::: Data in this exercise

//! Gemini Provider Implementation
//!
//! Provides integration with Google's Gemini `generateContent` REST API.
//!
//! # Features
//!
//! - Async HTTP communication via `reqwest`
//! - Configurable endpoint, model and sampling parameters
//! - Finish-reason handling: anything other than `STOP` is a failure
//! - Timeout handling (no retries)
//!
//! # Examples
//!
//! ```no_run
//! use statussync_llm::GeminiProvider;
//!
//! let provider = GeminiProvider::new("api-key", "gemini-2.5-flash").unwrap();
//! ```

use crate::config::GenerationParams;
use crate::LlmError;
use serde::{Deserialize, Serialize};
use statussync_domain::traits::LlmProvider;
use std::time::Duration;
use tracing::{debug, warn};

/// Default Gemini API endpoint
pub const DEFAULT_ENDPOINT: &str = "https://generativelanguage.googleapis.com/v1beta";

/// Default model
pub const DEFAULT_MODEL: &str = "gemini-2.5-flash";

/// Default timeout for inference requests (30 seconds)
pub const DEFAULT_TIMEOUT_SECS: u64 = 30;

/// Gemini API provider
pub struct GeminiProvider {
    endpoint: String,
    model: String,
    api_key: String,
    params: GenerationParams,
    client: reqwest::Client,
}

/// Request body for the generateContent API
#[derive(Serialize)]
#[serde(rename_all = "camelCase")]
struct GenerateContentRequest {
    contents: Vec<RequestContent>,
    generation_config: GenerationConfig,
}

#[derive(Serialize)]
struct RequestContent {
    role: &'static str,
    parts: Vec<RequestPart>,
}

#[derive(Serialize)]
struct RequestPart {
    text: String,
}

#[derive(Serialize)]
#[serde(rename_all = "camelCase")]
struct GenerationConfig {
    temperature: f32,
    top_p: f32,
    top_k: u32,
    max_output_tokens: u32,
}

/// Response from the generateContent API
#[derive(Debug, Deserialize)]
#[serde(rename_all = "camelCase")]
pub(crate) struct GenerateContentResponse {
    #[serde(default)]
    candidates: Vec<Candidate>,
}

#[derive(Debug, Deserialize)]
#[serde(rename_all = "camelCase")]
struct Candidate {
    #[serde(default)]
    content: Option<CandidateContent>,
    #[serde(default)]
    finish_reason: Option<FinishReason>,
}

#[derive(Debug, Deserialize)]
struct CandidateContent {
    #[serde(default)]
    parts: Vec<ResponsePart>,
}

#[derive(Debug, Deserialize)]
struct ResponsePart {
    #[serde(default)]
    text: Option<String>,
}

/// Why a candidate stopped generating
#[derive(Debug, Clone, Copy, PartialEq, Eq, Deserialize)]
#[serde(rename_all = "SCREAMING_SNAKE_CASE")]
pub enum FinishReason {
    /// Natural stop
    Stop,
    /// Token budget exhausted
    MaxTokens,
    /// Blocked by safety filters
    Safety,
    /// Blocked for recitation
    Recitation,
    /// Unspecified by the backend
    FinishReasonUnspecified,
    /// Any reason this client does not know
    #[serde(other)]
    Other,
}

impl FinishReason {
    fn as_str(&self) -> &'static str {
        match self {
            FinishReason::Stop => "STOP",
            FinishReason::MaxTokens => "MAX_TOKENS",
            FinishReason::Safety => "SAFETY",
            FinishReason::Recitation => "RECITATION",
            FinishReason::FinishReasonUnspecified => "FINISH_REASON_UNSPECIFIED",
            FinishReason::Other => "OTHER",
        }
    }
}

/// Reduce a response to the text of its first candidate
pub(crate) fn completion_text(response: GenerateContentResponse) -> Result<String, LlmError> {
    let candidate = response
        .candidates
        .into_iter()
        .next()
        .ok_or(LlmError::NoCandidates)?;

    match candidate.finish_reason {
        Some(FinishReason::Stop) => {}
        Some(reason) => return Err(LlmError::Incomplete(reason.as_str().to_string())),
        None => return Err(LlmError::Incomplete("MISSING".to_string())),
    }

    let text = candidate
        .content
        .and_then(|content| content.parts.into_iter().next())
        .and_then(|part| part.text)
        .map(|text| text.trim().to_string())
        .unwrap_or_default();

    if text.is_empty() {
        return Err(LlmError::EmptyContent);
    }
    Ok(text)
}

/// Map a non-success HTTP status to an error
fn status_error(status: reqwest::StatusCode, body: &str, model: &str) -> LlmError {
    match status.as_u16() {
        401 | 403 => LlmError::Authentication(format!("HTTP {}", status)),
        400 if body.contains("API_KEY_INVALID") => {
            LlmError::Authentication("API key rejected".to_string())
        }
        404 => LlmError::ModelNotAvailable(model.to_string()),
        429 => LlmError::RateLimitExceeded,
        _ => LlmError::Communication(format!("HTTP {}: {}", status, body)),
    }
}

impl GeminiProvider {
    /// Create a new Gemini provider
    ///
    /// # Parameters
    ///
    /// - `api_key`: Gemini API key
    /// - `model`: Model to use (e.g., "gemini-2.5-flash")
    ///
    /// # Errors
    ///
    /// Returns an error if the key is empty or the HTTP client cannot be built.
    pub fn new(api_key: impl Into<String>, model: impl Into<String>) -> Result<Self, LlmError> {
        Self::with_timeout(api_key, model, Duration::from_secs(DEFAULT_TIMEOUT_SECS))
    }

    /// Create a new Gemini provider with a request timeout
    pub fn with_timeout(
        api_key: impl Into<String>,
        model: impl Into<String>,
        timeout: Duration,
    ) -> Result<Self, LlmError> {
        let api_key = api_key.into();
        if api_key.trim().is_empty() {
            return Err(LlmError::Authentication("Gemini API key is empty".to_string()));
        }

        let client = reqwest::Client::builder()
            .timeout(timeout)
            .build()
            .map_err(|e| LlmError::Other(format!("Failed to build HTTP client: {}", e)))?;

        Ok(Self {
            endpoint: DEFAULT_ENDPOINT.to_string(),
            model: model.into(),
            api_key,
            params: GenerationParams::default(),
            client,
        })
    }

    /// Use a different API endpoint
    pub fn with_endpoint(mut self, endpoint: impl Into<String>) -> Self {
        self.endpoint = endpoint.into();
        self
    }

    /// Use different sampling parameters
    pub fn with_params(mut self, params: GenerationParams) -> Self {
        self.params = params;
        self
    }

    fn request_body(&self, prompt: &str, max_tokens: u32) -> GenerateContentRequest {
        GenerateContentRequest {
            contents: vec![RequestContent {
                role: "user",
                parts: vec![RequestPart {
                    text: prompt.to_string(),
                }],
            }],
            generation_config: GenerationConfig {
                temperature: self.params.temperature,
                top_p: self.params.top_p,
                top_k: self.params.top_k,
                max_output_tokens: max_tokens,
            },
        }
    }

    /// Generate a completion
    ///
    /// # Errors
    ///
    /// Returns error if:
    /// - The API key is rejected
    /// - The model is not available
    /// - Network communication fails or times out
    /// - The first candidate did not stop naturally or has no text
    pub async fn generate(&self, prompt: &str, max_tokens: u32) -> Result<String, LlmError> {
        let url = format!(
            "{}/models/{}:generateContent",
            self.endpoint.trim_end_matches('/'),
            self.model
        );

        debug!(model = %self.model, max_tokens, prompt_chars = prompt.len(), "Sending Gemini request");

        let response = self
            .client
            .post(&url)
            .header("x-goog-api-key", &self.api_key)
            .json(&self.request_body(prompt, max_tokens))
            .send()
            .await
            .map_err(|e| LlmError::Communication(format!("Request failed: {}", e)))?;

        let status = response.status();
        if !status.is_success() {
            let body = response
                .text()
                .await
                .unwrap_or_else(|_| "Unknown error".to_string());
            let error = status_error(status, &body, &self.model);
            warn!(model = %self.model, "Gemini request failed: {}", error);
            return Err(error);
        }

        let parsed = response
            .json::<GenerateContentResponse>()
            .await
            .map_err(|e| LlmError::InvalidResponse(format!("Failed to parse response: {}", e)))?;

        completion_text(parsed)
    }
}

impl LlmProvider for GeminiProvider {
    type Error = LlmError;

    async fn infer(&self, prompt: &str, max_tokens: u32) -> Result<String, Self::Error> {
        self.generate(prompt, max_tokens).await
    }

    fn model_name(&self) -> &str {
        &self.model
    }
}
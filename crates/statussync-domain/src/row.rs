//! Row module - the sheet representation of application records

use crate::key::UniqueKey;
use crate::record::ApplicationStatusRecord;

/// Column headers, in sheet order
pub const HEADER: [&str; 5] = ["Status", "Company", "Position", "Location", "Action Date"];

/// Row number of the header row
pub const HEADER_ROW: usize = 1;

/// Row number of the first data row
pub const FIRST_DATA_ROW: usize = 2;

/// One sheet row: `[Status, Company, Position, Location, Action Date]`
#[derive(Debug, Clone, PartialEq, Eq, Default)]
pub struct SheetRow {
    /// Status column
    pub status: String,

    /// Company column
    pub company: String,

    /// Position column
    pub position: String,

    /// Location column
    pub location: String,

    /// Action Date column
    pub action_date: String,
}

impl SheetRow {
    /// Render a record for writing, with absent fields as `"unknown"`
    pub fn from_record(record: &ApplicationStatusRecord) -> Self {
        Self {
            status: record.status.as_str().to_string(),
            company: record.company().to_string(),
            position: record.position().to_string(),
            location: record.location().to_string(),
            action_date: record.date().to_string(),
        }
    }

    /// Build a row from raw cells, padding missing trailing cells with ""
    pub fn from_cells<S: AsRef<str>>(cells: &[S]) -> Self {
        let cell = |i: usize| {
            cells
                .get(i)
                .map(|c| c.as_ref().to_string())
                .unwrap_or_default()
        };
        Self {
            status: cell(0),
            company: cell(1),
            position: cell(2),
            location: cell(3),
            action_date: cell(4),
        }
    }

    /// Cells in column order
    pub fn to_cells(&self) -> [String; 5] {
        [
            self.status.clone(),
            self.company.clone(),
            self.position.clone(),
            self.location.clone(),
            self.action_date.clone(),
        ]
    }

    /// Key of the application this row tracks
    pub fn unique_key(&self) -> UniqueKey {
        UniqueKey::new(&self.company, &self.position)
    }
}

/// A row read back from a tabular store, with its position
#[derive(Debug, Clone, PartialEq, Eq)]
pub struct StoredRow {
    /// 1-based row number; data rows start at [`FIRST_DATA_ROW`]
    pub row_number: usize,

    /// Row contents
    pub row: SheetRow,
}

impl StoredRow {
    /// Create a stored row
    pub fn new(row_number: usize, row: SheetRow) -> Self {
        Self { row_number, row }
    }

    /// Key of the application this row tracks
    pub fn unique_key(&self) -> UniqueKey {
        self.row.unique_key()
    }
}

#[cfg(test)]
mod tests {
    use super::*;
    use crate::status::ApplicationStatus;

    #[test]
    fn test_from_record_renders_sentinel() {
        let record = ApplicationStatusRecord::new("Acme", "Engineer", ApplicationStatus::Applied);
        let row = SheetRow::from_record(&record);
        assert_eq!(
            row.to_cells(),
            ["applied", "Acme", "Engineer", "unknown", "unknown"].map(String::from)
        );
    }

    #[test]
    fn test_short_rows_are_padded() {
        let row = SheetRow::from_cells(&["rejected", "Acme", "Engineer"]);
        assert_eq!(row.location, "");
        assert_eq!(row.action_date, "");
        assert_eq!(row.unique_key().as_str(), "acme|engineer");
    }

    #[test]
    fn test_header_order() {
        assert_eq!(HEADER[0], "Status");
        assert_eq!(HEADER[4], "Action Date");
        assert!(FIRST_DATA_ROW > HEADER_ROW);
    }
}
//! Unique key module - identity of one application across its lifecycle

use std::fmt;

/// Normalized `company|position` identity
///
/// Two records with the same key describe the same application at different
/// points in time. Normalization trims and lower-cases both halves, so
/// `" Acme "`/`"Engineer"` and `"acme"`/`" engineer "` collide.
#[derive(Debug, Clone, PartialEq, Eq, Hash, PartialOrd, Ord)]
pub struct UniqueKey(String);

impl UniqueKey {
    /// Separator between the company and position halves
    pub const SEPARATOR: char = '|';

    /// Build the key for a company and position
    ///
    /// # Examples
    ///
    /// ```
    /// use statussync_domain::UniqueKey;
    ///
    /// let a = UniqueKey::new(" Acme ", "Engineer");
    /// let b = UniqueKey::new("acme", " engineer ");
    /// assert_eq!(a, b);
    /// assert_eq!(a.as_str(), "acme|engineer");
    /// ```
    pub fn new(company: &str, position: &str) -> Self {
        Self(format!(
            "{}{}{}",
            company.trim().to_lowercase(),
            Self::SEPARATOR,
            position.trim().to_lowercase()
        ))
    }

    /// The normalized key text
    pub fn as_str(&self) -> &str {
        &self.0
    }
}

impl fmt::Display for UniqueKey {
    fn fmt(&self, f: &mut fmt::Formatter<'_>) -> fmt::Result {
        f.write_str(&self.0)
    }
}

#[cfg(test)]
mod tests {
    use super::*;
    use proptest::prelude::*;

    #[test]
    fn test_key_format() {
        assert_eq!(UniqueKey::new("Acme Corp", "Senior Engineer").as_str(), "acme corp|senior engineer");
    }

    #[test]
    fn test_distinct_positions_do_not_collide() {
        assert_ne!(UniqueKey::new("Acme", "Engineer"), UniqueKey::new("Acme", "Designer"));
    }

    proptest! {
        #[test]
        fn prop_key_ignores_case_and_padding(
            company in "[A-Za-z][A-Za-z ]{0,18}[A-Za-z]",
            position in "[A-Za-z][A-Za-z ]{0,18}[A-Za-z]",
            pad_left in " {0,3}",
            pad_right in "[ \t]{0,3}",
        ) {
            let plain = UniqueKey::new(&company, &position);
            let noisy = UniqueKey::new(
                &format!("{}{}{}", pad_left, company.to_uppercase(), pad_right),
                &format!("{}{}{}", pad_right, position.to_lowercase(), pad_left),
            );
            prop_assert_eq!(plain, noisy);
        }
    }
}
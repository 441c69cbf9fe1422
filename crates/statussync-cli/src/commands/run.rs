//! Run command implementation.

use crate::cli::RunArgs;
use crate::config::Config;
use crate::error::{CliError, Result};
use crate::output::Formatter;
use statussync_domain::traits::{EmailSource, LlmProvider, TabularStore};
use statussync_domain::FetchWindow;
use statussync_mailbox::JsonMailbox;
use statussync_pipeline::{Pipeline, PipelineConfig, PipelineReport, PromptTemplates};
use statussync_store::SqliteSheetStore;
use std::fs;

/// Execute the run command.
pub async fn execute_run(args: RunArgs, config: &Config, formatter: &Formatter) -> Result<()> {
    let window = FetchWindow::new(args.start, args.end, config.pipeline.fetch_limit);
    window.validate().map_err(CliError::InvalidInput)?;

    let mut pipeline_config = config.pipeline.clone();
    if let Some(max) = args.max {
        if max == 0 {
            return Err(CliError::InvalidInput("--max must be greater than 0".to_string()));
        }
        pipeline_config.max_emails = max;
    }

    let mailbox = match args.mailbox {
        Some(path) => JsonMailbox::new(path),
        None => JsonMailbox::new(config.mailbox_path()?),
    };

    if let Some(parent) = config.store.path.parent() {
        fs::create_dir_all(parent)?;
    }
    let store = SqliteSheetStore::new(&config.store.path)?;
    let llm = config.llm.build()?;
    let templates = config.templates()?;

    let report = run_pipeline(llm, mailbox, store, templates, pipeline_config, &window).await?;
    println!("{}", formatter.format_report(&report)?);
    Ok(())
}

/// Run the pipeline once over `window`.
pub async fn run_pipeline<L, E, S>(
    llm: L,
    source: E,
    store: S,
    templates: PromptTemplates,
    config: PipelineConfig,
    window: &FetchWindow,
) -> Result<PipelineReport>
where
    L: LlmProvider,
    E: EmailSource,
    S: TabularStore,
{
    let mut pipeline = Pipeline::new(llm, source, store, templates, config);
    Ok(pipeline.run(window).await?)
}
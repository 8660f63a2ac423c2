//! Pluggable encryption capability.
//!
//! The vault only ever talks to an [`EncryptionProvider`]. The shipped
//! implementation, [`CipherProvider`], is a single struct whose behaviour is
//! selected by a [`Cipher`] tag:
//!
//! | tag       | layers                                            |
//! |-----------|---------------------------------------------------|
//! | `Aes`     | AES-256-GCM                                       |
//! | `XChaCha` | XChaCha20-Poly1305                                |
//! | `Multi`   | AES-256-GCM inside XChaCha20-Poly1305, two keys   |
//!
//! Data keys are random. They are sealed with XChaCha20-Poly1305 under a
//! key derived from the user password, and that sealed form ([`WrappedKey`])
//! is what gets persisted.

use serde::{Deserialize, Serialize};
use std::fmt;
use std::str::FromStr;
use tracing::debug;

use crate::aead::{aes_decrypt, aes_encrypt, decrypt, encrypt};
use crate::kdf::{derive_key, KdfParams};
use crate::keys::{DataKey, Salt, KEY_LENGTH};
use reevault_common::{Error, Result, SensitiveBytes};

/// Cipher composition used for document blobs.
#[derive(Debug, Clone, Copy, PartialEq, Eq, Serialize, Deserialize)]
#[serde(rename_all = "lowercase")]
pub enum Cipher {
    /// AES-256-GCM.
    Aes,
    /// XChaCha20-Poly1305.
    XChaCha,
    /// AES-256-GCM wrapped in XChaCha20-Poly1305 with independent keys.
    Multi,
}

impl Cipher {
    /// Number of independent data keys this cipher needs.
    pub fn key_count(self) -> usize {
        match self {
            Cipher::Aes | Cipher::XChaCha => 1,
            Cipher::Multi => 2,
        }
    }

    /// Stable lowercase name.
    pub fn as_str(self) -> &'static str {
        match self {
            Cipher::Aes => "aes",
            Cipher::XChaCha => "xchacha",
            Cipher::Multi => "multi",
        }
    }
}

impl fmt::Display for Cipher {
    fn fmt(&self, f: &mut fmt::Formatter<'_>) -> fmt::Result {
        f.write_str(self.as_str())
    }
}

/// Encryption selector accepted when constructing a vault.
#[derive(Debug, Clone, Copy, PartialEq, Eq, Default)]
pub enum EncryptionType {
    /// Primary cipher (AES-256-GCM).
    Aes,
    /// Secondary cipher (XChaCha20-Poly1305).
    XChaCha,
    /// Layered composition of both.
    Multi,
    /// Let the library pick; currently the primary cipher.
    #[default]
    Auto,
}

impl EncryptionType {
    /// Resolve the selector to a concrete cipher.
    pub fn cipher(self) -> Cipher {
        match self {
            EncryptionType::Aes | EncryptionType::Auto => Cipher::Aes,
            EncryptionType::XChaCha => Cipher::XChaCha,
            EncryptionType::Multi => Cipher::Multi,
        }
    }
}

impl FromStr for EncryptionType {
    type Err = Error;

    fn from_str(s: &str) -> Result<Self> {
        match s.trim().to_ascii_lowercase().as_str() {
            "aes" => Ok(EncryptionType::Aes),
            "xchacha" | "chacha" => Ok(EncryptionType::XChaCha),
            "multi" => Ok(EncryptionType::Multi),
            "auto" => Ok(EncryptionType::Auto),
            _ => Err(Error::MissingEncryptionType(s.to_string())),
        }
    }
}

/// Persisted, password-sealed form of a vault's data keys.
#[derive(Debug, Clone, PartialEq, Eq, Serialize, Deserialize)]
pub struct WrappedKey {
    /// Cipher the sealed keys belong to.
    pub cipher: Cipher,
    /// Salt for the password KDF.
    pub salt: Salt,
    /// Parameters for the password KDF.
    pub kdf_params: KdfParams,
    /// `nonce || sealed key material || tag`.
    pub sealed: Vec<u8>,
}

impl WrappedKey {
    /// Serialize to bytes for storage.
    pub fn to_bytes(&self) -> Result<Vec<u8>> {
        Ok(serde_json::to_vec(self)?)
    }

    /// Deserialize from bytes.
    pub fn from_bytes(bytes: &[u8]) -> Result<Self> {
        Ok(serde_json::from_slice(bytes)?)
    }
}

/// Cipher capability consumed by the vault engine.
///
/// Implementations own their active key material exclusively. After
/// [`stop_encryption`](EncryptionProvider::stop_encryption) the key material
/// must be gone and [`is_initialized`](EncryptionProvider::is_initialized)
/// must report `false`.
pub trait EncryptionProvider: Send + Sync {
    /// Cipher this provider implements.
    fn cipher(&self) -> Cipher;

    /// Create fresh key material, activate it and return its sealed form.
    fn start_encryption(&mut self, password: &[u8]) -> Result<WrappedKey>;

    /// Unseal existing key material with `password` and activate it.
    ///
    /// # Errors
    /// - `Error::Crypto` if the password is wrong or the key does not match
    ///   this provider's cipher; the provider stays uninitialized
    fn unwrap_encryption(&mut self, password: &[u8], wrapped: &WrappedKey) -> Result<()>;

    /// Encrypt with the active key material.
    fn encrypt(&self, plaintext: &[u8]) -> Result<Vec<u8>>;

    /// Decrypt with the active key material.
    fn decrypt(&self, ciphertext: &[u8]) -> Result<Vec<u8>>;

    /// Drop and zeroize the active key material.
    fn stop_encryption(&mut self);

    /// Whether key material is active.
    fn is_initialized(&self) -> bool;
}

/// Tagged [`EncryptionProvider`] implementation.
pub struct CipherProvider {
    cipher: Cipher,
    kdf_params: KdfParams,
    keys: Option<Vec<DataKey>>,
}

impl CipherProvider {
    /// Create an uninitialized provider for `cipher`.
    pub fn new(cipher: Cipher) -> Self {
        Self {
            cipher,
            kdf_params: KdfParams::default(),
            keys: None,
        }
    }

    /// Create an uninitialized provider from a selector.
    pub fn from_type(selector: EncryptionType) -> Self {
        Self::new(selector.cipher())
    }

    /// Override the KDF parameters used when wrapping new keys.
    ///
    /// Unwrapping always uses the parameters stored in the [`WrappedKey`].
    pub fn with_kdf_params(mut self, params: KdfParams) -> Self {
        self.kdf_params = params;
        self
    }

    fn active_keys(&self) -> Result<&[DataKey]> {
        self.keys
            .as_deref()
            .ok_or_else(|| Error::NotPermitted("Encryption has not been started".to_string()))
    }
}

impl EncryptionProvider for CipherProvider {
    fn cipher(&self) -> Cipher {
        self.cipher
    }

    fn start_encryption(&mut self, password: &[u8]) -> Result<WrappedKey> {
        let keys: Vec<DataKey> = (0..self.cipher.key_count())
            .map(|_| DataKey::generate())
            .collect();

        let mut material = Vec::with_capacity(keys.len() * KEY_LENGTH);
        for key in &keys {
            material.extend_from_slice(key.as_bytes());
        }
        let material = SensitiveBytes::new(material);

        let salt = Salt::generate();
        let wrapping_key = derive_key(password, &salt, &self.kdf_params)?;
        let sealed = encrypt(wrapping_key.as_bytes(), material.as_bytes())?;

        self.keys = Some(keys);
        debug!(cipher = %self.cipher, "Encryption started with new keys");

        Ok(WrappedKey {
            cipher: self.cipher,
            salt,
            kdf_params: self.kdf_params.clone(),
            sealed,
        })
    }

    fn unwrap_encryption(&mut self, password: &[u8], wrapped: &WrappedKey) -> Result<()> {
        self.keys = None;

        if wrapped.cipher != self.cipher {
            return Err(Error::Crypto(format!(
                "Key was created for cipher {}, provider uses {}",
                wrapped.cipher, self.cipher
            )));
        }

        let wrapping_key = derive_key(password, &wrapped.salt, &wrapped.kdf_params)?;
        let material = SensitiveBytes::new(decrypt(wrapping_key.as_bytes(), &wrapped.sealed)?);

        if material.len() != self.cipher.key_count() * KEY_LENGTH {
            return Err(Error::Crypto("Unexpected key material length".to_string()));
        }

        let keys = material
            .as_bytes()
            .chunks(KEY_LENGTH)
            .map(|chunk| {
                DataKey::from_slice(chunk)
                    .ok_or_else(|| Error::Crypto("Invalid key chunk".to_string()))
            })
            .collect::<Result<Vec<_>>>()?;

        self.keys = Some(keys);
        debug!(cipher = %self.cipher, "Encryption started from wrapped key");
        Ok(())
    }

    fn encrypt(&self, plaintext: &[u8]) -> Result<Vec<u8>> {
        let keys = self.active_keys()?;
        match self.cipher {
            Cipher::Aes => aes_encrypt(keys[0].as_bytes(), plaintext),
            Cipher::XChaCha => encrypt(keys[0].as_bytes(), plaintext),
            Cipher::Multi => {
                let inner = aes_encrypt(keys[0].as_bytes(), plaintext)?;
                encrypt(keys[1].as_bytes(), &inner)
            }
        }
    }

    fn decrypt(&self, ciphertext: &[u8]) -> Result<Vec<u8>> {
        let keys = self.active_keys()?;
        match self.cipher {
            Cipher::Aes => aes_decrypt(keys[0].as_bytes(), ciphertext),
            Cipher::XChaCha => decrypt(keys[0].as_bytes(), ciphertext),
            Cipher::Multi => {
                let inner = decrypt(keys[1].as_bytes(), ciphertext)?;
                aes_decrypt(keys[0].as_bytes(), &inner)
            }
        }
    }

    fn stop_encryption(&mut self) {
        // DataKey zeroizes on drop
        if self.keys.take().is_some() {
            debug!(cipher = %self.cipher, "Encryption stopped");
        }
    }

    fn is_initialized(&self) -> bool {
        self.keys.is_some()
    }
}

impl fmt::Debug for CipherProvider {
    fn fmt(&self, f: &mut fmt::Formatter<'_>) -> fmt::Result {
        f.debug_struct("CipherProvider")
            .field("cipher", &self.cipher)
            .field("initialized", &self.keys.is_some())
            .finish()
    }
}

::::::

What needs to be done: Find the word "flash" in the entries above and gather every line that holds it.

Result:
//! let provider = GeminiProvider::new("api-key", "gemini-2.5-flash").unwrap();
pub const DEFAULT_MODEL: &str = "gemini-2.5-flash";
    /// - `model`: Model to use (e.g., "gemini-2.5-flash")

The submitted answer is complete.